Chris Detrick | The Salt Lake Tribune Eileen Hallet Stone poses for a portrait in the Tribune studio Thursday March 8, 2012.

In July 1915, Martha Ross Stewart was born in Salt Lake City with a built-in penchant for learning that would influence her life and those of others for more than 90 years.

The middle child of Utah calligrapher Milton Ross and his wife Harriet, she questioned everything without pause. During the dog days of summer in 1918, her mother hadn't the energy to keep up with her. Pregnant and exhausted by the dry summer heat, Ross handed the 3-year-old "The Book of Knowledge," and the precocious child was soon reading.

"The book was a source of entertainment and cultural shaping," her daughter Heather Stewart Dorrell said. "It was probably her first gleaning of a much larger world outside her immediate value system."

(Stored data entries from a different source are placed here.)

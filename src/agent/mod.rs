//! Agent session: drives assistant runs and serves their tool calls.

mod error;
mod poller;
mod session;

pub use error::SessionError;
pub use poller::{PollPolicy, RunPoller};
pub use session::AgentSession;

When Martha was 14 and attending LDS High School, a private school run by The Church of Jesus Christ of Latter-day Saints, she took theology classes and decided — to the lifelong consternation of her father — she was not of the faith.

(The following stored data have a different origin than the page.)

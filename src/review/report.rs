use crate::tools::{ApiFeedback, IssueRecord};
use chrono::{DateTime, Local};
use std::fmt::Write as _;
use std::fs;
use std::path::{Path, PathBuf};

/// Default report location
pub const DEFAULT_REPORT_FILE: &str = "summary.txt";

/// Rendered conversation of one session
#[derive(Debug, Clone, PartialEq, Eq)]
pub struct Transcript {
    pub label: String,
    pub messages: Vec<String>,
}

#[derive(Debug, Clone, PartialEq, Eq)]
pub struct PackageReport {
    pub package: PathBuf,
    pub findings: Vec<IssueRecord>,
    pub transcripts: Vec<Transcript>,
}

impl PackageReport {
    pub fn file_name(&self) -> String {
        self.package
            .file_name()
            .map(|n| n.to_string_lossy().into_owned())
            .unwrap_or_else(|| self.package.display().to_string())
    }

    pub fn has_issue(&self) -> bool {
        self.findings.iter().any(|f| f.has_issue)
    }
}

#[derive(Debug, Clone)]
pub struct ReviewReport {
    pub generated_at: DateTime<Local>,
    pub packages: Vec<PackageReport>,
    pub feedback: Vec<ApiFeedback>,
    /// Why the review stopped before every package was reviewed
    pub interrupted: Option<String>,
}

impl ReviewReport {
    pub fn new(packages: Vec<PackageReport>, feedback: Vec<ApiFeedback>) -> Self {
        Self {
            generated_at: Local::now(),
            packages,
            feedback,
            interrupted: None,
        }
    }

    pub fn with_interruption(mut self, reason: impl Into<String>) -> Self {
        self.interrupted = Some(reason.into());
        self
    }

    pub fn packages_with_issues(&self) -> usize {
        self.packages.iter().filter(|p| p.has_issue()).count()
    }

    pub fn render(&self) -> String {
        let mut out = String::new();
        let _ = writeln!(
            out,
            "License review by {} {} on {}",
            crate::NAME,
            crate::VERSION,
            self.generated_at.format("%Y-%m-%d %H:%M:%S %z")
        );
        let _ = writeln!(
            out,
            "{} package(s) reviewed, {} with license issues",
            self.packages.len(),
            self.packages_with_issues()
        );
        if let Some(reason) = &self.interrupted {
            let _ = writeln!(out, "Review incomplete: {}", reason);
        }

        for package in &self.packages {
            let _ = writeln!(out);
            let _ = writeln!(out, "=== {} ===", package.file_name());
            if package.findings.is_empty() {
                let _ = writeln!(out, "No assessment recorded");
            }
            for finding in &package.findings {
                let _ = writeln!(out, "{}", finding.summary_line());
            }

            for transcript in &package.transcripts {
                let _ = writeln!(out);
                let _ = writeln!(out, "--- {} transcript ---", transcript.label);
                for message in &transcript.messages {
                    let _ = writeln!(out, "{}", message);
                }
            }
        }

        if !self.feedback.is_empty() {
            let _ = writeln!(out);
            let _ = writeln!(out, "=== API feedback ===");
            for entry in &self.feedback {
                let _ = writeln!(out, "{}: {}", entry.api, entry.feedback);
            }
        }

        out
    }

    pub fn write_to(&self, path: &Path) -> std::io::Result<()> {
        fs::write(path, self.render())
    }
}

That summer, while vacationing at the family's cabin in Lamb's Canyon, she also met Justin Stewart.

In the 1890s, the brothers Scott and John Stewart surveyed land in Provo Canyon for the U.S. government to issue homestead claims, and decided to make "the exquisite wilderness" a home of their own. In 1969, more than 5,000 acres of land called Stewart Flat were sold to Robert Redford and dedicated to environmental conservation and the Sundance Resort.

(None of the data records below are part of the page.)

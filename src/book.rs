use crate::error::{Rejection, Result};
use crate::field::{Isbn, Keywords, Text};
use crate::store::RecordStore;
use serde::ser::{Serialize, SerializeStruct, Serializer};
use serde::Deserialize;
use std::io::Write;
use std::path::Path;

#[derive(Clone, Debug, Default, PartialEq, serde::Serialize, Deserialize)]
pub struct Book {
    isbn: Isbn,
    name: Text,
    author: Text,
    keywords: Keywords,
    price: f64,
    quantity: u32,
}

impl Book {
    pub fn new(isbn: Isbn) -> Book {
        Book {
            isbn,
            ..Default::default()
        }
    }

    pub fn isbn(&self) -> &Isbn {
        &self.isbn
    }

    pub fn name(&self) -> &Text {
        &self.name
    }

    pub fn author(&self) -> &Text {
        &self.author
    }

    pub fn keywords(&self) -> &Keywords {
        &self.keywords
    }

    pub fn price(&self) -> f64 {
        self.price
    }

    pub fn quantity(&self) -> u32 {
        self.quantity
    }
}

struct Listing<'a>(&'a Book);

impl Serialize for Listing<'_> {
    fn serialize<S>(&self, serializer: S) -> std::result::Result<S::Ok, S::Error>
    where
        S: Serializer,
    {
        let book = self.0;
        let mut row = serializer.serialize_struct("Book", 6)?;
        row.serialize_field("isbn", book.isbn.as_str())?;
        row.serialize_field("name", book.name.as_str())?;
        row.serialize_field("author", book.author.as_str())?;
        row.serialize_field("keyword", book.keywords.as_str())?;
        row.serialize_field("price", &format!("{:.2}", book.price))?;
        row.serialize_field("quantity", &book.quantity)?;
        row.end()
    }
}

#[derive(Clone, Debug, PartialEq)]
pub enum Filter {
    All,
    Isbn(Isbn),
    Name(Text),
    Author(Text),
    Keyword(Text),
}

/// Fields to overwrite on the selected book. `None` leaves a field alone.
#[derive(Clone, Debug, Default, PartialEq)]
pub struct Changes {
    pub isbn: Option<Isbn>,
    pub name: Option<Text>,
    pub author: Option<Text>,
    pub keywords: Option<Keywords>,
    pub price: Option<f64>,
}

pub struct Catalog {
    books: RecordStore<Book>,
}

impl Catalog {
    pub fn open(path: impl AsRef<Path>) -> Result<Catalog> {
        Ok(Catalog {
            books: RecordStore::open(path)?,
        })
    }

    pub fn get(&self, index: usize) -> Option<&Book> {
        self.books.get(index)
    }

    pub fn len(&self) -> usize {
        self.books.len()
    }

    pub fn is_empty(&self) -> bool {
        self.books.is_empty()
    }

    fn matching<F>(&self, pred: F) -> Vec<usize>
    where
        F: Fn(&Book) -> bool,
    {
        self.books
            .records()
            .iter()
            .enumerate()
            .filter(|(_, book)| pred(book))
            .map(|(idx, _)| idx)
            .collect()
    }

    fn position(&self, isbn: &Isbn) -> Option<usize> {
        self.books
            .records()
            .iter()
            .position(|book| book.isbn == *isbn)
    }

    pub fn find_by_isbn(&self, isbn: &Isbn) -> Vec<usize> {
        self.matching(|book| book.isbn == *isbn)
    }

    pub fn find_by_name(&self, name: &Text) -> Vec<usize> {
        self.matching(|book| book.name == *name)
    }

    pub fn find_by_author(&self, author: &Text) -> Vec<usize> {
        self.matching(|book| book.author == *author)
    }

    /// Books with `keyword` as one whole segment of their keyword list.
    pub fn find_by_keyword(&self, keyword: &str) -> Vec<usize> {
        self.matching(|book| book.keywords.contains(keyword))
    }

    /// Books passing `filter`, ordered by ISBN.
    pub fn list(&self, filter: &Filter) -> Vec<&Book> {
        let indices = match filter {
            Filter::All => (0..self.books.len()).collect(),
            Filter::Isbn(isbn) => self.find_by_isbn(isbn),
            Filter::Name(name) => self.find_by_name(name),
            Filter::Author(author) => self.find_by_author(author),
            Filter::Keyword(keyword) => self.find_by_keyword(keyword.as_str()),
        };
        let mut books: Vec<&Book> = indices.into_iter().filter_map(|i| self.books.get(i)).collect();
        books.sort_by(|a, b| a.isbn.cmp(&b.isbn));
        books
    }

    pub fn display<W: Write>(&self, filter: &Filter, out: &mut W) -> Result<()> {
        let books = self.list(filter);
        // a filtered miss still prints one empty line
        if books.is_empty() {
            if *filter != Filter::All {
                writeln!(out)?;
            }
            return Ok(());
        }

        let mut wtr = csv::WriterBuilder::new()
            .delimiter(b'\t')
            .has_headers(false)
            .quote_style(csv::QuoteStyle::Never)
            .from_writer(out);
        for book in books {
            wtr.serialize(Listing(book))?;
        }
        wtr.flush()?;

        Ok(())
    }

    pub fn select(&mut self, isbn: &Isbn) -> Result<usize> {
        if let Some(idx) = self.position(isbn) {
            return Ok(idx);
        }

        let idx = self.books.push(Book::new(isbn.clone()));
        self.books.save()?;
        log::info!("created book {}", isbn);
        Ok(idx)
    }

    /// Applies `changes` to the book at `index`.
    ///
    /// `changes.keywords` must already be validated; see [`Keywords::new`].
    pub fn modify(&mut self, index: usize, changes: Changes) -> Result<()> {
        if self.books.get(index).is_none() {
            return Err(Rejection::UnknownBook.into());
        }
        if let Some(isbn) = &changes.isbn {
            if self.position(isbn).is_some_and(|other| other != index) {
                return Err(Rejection::DuplicateIsbn.into());
            }
        }

        let book = self.books.get_mut(index).ok_or(Rejection::UnknownBook)?;
        if let Some(isbn) = changes.isbn {
            book.isbn = isbn;
        }
        if let Some(name) = changes.name {
            book.name = name;
        }
        if let Some(author) = changes.author {
            book.author = author;
        }
        if let Some(keywords) = changes.keywords {
            book.keywords = keywords;
        }
        if let Some(price) = changes.price {
            book.price = price;
        }
        self.books.save()
    }

    pub fn import(&mut self, index: usize, quantity: u32, total_cost: f64) -> Result<()> {
        if quantity == 0 {
            return Err(Rejection::NonPositiveQuantity.into());
        }
        if total_cost.is_nan() || total_cost <= 0.0 {
            return Err(Rejection::NonPositiveCost.into());
        }
        let book = self.books.get_mut(index).ok_or(Rejection::UnknownBook)?;
        book.quantity = book
            .quantity
            .checked_add(quantity)
            .ok_or(Rejection::StockOverflow)?;
        self.books.save()
    }

    pub fn buy(&mut self, isbn: &Isbn, quantity: u32) -> Result<f64> {
        if quantity == 0 {
            return Err(Rejection::NonPositiveQuantity.into());
        }
        let idx = self.position(isbn).ok_or(Rejection::UnknownBook)?;
        let book = self.books.get_mut(idx).ok_or(Rejection::UnknownBook)?;
        if quantity > book.quantity {
            return Err(Rejection::InsufficientStock.into());
        }

        book.quantity -= quantity;
        let total = book.price * f64::from(quantity);
        self.books.save()?;
        Ok(total)
    }
}

#[cfg(test)]
mod test {
    use super::*;
    use crate::error::Error;
    use pretty_assertions::assert_eq;
    use tempfile::TempDir;

    fn isbn(s: &str) -> Isbn {
        Isbn::new(s).unwrap()
    }

    fn text(s: &str) -> Text {
        Text::new(s).unwrap()
    }

    fn base_catalog() -> (TempDir, Catalog) {
        let dir = tempfile::tempdir().unwrap();
        let catalog = Catalog::open(dir.path().join("books.dat")).unwrap();
        (dir, catalog)
    }

    fn add_book(catalog: &mut Catalog, code: &str, author: &str, keywords: &str) -> usize {
        let idx = catalog.select(&isbn(code)).unwrap();
        catalog
            .modify(
                idx,
                Changes {
                    name: Some(text(&format!("Book {}", code))),
                    author: Some(text(author)),
                    keywords: Some(Keywords::new(keywords).unwrap()),
                    price: Some(10.0),
                    ..Default::default()
                },
            )
            .unwrap();
        idx
    }

    fn rejection<T: std::fmt::Debug>(result: Result<T>) -> Rejection {
        match result {
            Err(Error::Invalid(rejection)) => rejection,
            other => panic!("expected a rejection, got {:?}", other),
        }
    }

    fn shown(catalog: &Catalog, filter: &Filter) -> String {
        let mut out = Vec::new();
        catalog.display(filter, &mut out).unwrap();
        String::from_utf8(out).unwrap()
    }

    #[test]
    fn select_creates_once() {
        let (_dir, mut catalog) = base_catalog();
        let first = catalog.select(&isbn("978-0-000")).unwrap();
        let again = catalog.select(&isbn("978-0-000")).unwrap();
        assert_eq!(first, again);
        assert_eq!(catalog.len(), 1);

        let book = catalog.get(first).unwrap();
        assert_eq!(book.price(), 0.0);
        assert_eq!(book.quantity(), 0);
        assert!(book.name().is_empty());
    }

    #[test]
    fn find_by_fields() {
        let (_dir, mut catalog) = base_catalog();
        let a = add_book(&mut catalog, "1", "Le Guin", "fantasy|sea");
        let b = add_book(&mut catalog, "2", "Le Guin", "science fiction");
        let c = add_book(&mut catalog, "3", "Banks", "science fiction|space");

        assert_eq!(catalog.find_by_isbn(&isbn("2")), vec![b]);
        assert_eq!(catalog.find_by_name(&text("Book 3")), vec![c]);
        assert_eq!(catalog.find_by_author(&text("Le Guin")), vec![a, b]);
        assert_eq!(catalog.find_by_keyword("science fiction"), vec![b, c]);
        assert!(catalog.find_by_keyword("science").is_empty());
    }

    #[test]
    fn listing_is_ordered_by_isbn() {
        let (_dir, mut catalog) = base_catalog();
        add_book(&mut catalog, "9", "Banks", "space");
        add_book(&mut catalog, "10", "Banks", "space");
        add_book(&mut catalog, "5", "Banks", "space");
        add_book(&mut catalog, "7", "Other", "space");

        let isbns: Vec<&str> = catalog
            .list(&Filter::Author(text("Banks")))
            .iter()
            .map(|b| b.isbn().as_str())
            .collect();
        assert_eq!(isbns, vec!["10", "5", "9"]);
    }

    #[test]
    fn display_format() {
        let (_dir, mut catalog) = base_catalog();
        add_book(&mut catalog, "b", "Banks", "space|ships");
        catalog.select(&isbn("a")).unwrap();

        assert_eq!(
            shown(&catalog, &Filter::All),
            "a\t\t\t\t0.00\t0\nb\tBook b\tBanks\tspace|ships\t10.00\t0\n"
        );
    }

    #[test]
    fn display_empty_results() {
        let (_dir, catalog) = base_catalog();
        assert_eq!(shown(&catalog, &Filter::All), "");
        assert_eq!(shown(&catalog, &Filter::Keyword(text("none"))), "\n");
    }

    #[test]
    fn modify_partial_update() {
        let (_dir, mut catalog) = base_catalog();
        let idx = add_book(&mut catalog, "1", "Banks", "space");
        catalog
            .modify(
                idx,
                Changes {
                    price: Some(12.5),
                    ..Default::default()
                },
            )
            .unwrap();

        let book = catalog.get(idx).unwrap();
        assert_eq!(book.price(), 12.5);
        assert_eq!(book.author().as_str(), "Banks");
        assert_eq!(book.keywords().as_str(), "space");
    }

    #[test]
    fn modify_isbn_collision() {
        let (_dir, mut catalog) = base_catalog();
        let a = add_book(&mut catalog, "1", "Banks", "space");
        add_book(&mut catalog, "2", "Banks", "space");
        let before = catalog.get(a).unwrap().clone();

        let changes = Changes {
            isbn: Some(isbn("2")),
            name: Some(text("Renamed")),
            ..Default::default()
        };
        assert_eq!(rejection(catalog.modify(a, changes)), Rejection::DuplicateIsbn);
        assert_eq!(catalog.get(a).unwrap(), &before);

        // keeping its own ISBN is not a collision
        let changes = Changes {
            isbn: Some(isbn("1")),
            ..Default::default()
        };
        assert!(catalog.modify(a, changes).is_ok());
    }

    #[test]
    fn import_and_buy_keep_stock_non_negative() {
        let (_dir, mut catalog) = base_catalog();
        let idx = add_book(&mut catalog, "1", "Banks", "space");

        assert_eq!(
            rejection(catalog.import(idx, 0, 5.0)),
            Rejection::NonPositiveQuantity
        );
        assert_eq!(
            rejection(catalog.import(idx, 3, 0.0)),
            Rejection::NonPositiveCost
        );
        catalog.import(idx, 3, 15.0).unwrap();

        assert_eq!(
            rejection(catalog.buy(&isbn("1"), 4)),
            Rejection::InsufficientStock
        );
        assert_eq!(catalog.get(idx).unwrap().quantity(), 3);

        assert_eq!(catalog.buy(&isbn("1"), 2).unwrap(), 20.0);
        assert_eq!(catalog.get(idx).unwrap().quantity(), 1);
        assert_eq!(rejection(catalog.buy(&isbn("1"), 0)), Rejection::NonPositiveQuantity);
        assert_eq!(rejection(catalog.buy(&isbn("9"), 1)), Rejection::UnknownBook);
    }

    #[test]
    fn import_overflow() {
        let (_dir, mut catalog) = base_catalog();
        let idx = catalog.select(&isbn("1")).unwrap();
        catalog.import(idx, u32::MAX, 1.0).unwrap();
        assert_eq!(
            rejection(catalog.import(idx, 1, 1.0)),
            Rejection::StockOverflow
        );
    }

    #[test]
    fn books_are_persisted() {
        let dir = tempfile::tempdir().unwrap();
        let path = dir.path().join("books.dat");
        let mut catalog = Catalog::open(&path).unwrap();
        let idx = add_book(&mut catalog, "1", "Banks", "space");
        catalog.import(idx, 7, 1.0).unwrap();
        drop(catalog);

        let catalog = Catalog::open(&path).unwrap();
        let book = catalog.get(0).unwrap();
        assert_eq!(book.quantity(), 7);
        assert_eq!(book.price(), 10.0);
        assert_eq!(book.keywords().as_str(), "space");
        assert_eq!(std::fs::metadata(&path).unwrap().len(), 212);
    }
}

"John's son, my father, was a young employee of the Forest Service who rode fence lines for the county," Dorrell said. "Yodeling up and down the canyon, mother saw him on his horse and was a goner. Dad became the lodestar of everyday people and the love of her life."

Graduating from high school, 15-year-old Martha enrolled at the University of Utah, studied literature and the arts and left with high honors at age 19. During the depths of the Depression in 1935 she taught at a local high school and then traveled east to marry her beloved on New Year's Eve in New York City.

The couple maintained a long distance relationship until he completed graduate school at Columbia University. Returning to Salt Lake City, they lived in the Avenues, raised three children and, as humanists, joined the Unitarian Church.

"Father worked with the Office of Price Administration during WWII," Dorrell said. "He set up farm cooperatives throughout Utah, and then became a lawyer."

Augmenting the family's income, Martha became a librarian. She worked at the Salt Lake City Library and Utah State Library for the Blind. When she became an expert researcher for the Utah State Historical Society, reporters from The Salt Lake Tribune in need of information were known to call the historical society and shout, "Get me Martha!"

Martha Ross Stewart was a fine artist in oils and watercolors. She illustrated children's books, made linoleum block prints, clipped paper cutouts, and designed exquisite stained glass windows.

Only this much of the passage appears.